Александра Архипова: Да. Аргумент про детей очень сильный. И, обратите внимание, именно на это направлены запугивания — на тему лишения родительских прав женщин, которые задержаны на протесте. Запугивают ровно этим фактом.

Анастасия Седухина: Получается, российское государство эти годы не было тоталитарным, как, скажем, Советский Союз 30-х годов, и было какое-то окно для развития политической субъектности и для развития женского протеста. Очень часто сравнивают современную Россию с Советским Союзом в определенный период.

Александра Архипова: У нас не такой тип управления людьми, как был в 30-е годы. Он от этого не становится хуже или лучше. Он просто другой. Советский Союз, тоталитарное, сталинское государство, строился на массовых репрессиях групп населения за счет принадлежности к группе населения: «а сегодня мы уничтожим всех скрипачей». У нас государство устроено по другому типу. Репрессии призваны людей запугать для того, чтобы они не участвовали в политическом протесте либо уехали. Окно возможностей очень маленькое. И это окно возможностей за последние 10 лет превратилось в такую зарешеченную щелочку. Но цели — другие. Цели — запугать и выдавить из страны. В Советском Союзе сталинского периода из страны, в общем, не выдавливали. Люди в этой стране умирали. Это другое. Но среди тех, кто пытается совершать политические действия, доля женщин немножко выросла.

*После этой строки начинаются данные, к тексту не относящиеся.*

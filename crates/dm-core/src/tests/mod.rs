mod models;
mod view;
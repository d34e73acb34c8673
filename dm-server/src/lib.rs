pub mod api;
pub mod app_state;
pub mod error;
pub mod health;
pub mod logger;
pub mod routes;

pub use api::{
    admin::{
        metrics::get_metrics,
        metrics_response::MetricsResponse,
        user_dto::{CertificateDto, UserWithMetricsDto},
        user_search_request::UserSearchRequest,
        user_search_response::UserSearchResponse,
        users::search_users,
    },
    error::ApiError,
    error::Result as ApiResult,
    extractors::admin_user::AdminUser,
};

pub use crate::app_state::AppState;
pub use crate::routes::build_router;
pub mod auth_config;
pub mod config;
pub mod database_config;
pub mod error;
pub mod log_level;
pub mod logging_config;
pub mod search_config;
pub mod server_config;

#[cfg(test)]
mod tests;

pub use auth_config::AuthConfig;
pub use config::Config;
pub use database_config::DatabaseConfig;
pub use error::{ConfigError, Result as ConfigErrorResult};
pub use log_level::LogLevel;
pub use logging_config::LoggingConfig;
pub use search_config::{MatchMode, SearchConfig};
pub use server_config::ServerConfig;

pub const DEFAULT_HOST: &str = "127.0.0.1";
pub const DEFAULT_PORT: u16 = 3500;
pub const MIN_PORT: u16 = 1024;

pub const DEFAULT_DATABASE_FILE: &str = "dm.sqlite3";
pub const DEFAULT_ADMIN_USERNAME: &str = "admin";

pub const DEFAULT_LOG_LEVEL_STRING: &str = "info";
pub const DEFAULT_LOG_DIR: &str = "logs";

/// Config directory override, then `./.dm/`
pub const CONFIG_DIR_ENV: &str = "DM_CONFIG_DIR";
pub const DEFAULT_CONFIG_DIR: &str = ".dm";
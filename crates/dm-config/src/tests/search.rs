use crate::{MatchMode, SearchConfig};

use std::str::FromStr;

#[test]
fn test_default_search_config() {
    let config = SearchConfig::default();
    assert_eq!(config.match_mode, MatchMode::Substring);
    assert!(!config.case_sensitive);
}

#[test]
fn test_match_mode_from_str() {
    assert_eq!(MatchMode::from_str("substring").unwrap(), MatchMode::Substring);
    assert_eq!(MatchMode::from_str("Prefix").unwrap(), MatchMode::Prefix);
    assert_eq!(MatchMode::from_str("EXACT").unwrap(), MatchMode::Exact);
    assert!(MatchMode::from_str("fuzzy").is_err());
}
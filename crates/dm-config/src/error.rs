use std::panic::Location;
use std::path::PathBuf;
use std::result::Result as StdResult;

use error_location::ErrorLocation;
use thiserror::Error as ThisError;

#[derive(ThisError, Debug)]
pub enum ConfigError {
    #[error("{category} error: {message} {location}")]
    Generic {
        category: &'static str,
        message: String,
        location: ErrorLocation,
    },

    #[error("IO error reading {path}: {source}")]
    Io {
        path: PathBuf,
        #[source]
        source: std::io::Error,
    },

    #[error("TOML parse error in {path}: {source}")]
    Toml {
        path: PathBuf,
        #[source]
        source: toml::de::Error,
    },
}

impl ConfigError {
    /// Create a config validation error
    #[track_caller]
    pub fn config<S: Into<String>>(message: S) -> Self {
        ConfigError::Generic {
            category: "Config",
            message: message.into(),
            location: ErrorLocation::from(Location::caller()),
        }
    }
}

pub type Result<T> = StdResult<T, ConfigError>;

Анастасия Седухина: С момента начала спецоперации в соцсетях очень часто публикуют какие-то кадры и записи солдат, звонящих матерям, и матери как-то не очень однозначно реагируют на то, что там происходит. Или, допустим, интервью матерей, у которых дети на спецоперации, и которые все же оправдывают ее и говорят, что у нас не было выбора, мы не могли по-другому поступить. Что этому причина? Страх за детей уходит на второй план перед каким-то страхом теоретической большой войны? Как объяснить такое, что матери оправдывают отправку своих детей на возможную смерть?

Александра Архипова: Я бы здесь избегала обобщений. Я понимаю, что в ситуации войны говорить такую вещь очень страшно и трудно, но мы не знаем на самом деле, сколько в реальности было звонков пленных домой, какой процент из них с этими абсурдными разговорами украинское командование показало. Возможно, нормальные разговоры нам не показали. Поэтому судить по таким звонкам довольно сложно. Да, они производят очень тяжелые и гнетущие впечатления, люди их реально смотрят. Но говорить об общем отношении на основе этих звонков я бы не стала.

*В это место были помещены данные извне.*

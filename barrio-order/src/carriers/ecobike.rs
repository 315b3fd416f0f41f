use async_trait::async_trait;
use barrio_core::carrier::{CarrierError, PickupRequest, ShippingCarrier};
use barrio_core::{Priority, Provider};
use serde::{Deserialize, Serialize};
use tracing::debug;

use super::tracking_code;

/// Package description the bicycle courier schedules against.
#[derive(Debug, Clone, Serialize, Deserialize, PartialEq, Eq)]
pub struct EcoBikePackage {
    pub weight_grams: i64,
    pub fragile: bool,
    pub priority: Priority,
    pub destination: String,
}

#[derive(Debug, Default)]
pub struct EcoBikeClient;

impl EcoBikeClient {
    /// Returns the tracking code directly.
    pub fn schedule_pickup(&self, package: &EcoBikePackage) -> String {
        debug!(?package, "EcoBike pickup scheduled");
        tracking_code("EBK")
    }
}

pub struct EcoBikeAdapter {
    client: EcoBikeClient,
}

impl EcoBikeAdapter {
    pub fn new() -> Self {
        Self { client: EcoBikeClient }
    }
}

impl Default for EcoBikeAdapter {
    fn default() -> Self {
        Self::new()
    }
}

#[async_trait]
impl ShippingCarrier for EcoBikeAdapter {
    async fn request_pickup(&self, request: &PickupRequest) -> Result<String, CarrierError> {
        let package = EcoBikePackage {
            weight_grams: request.weight_grams,
            fragile: request.fragility.is_fragile(),
            priority: request.priority,
            destination: request.address.clone(),
        };
        Ok(self.client.schedule_pickup(&package))
    }

    fn provider(&self) -> Provider {
        Provider::EcoBike
    }
}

Да, есть интервью матерей, у которых дети попали в плен, и они тем не менее оправдывают спецоперацию. Опять же мы не понимаем, в каких ситуациях находятся эти матери. Мы не знаем, что ей велели сказать. Мы не знаем, что она на самом деле говорит по этому поводу своей соседке, когда она находится вне камеры. Это называется данные по вторичным источникам. Поэтому здесь бы я не стала делать никаких однозначных выводов. Я знаю и другие случаи, противоречащие этому, как, например, женщины бодаются с помощью юристов, правозащитников с министерством обороны, пытаясь заставить его признать факт гибели или пропажи своих сыновей. Это я тоже знаю. Но это не публичная история, потому что многие журналисты не могут об этом писать по понятным причинам.

Анастасия Седухина: В целом, если говорить сейчас про электорат Владимира Путина, это в большей степени мужчины? Кто сейчас может хотеть выбрать такого лидера нации?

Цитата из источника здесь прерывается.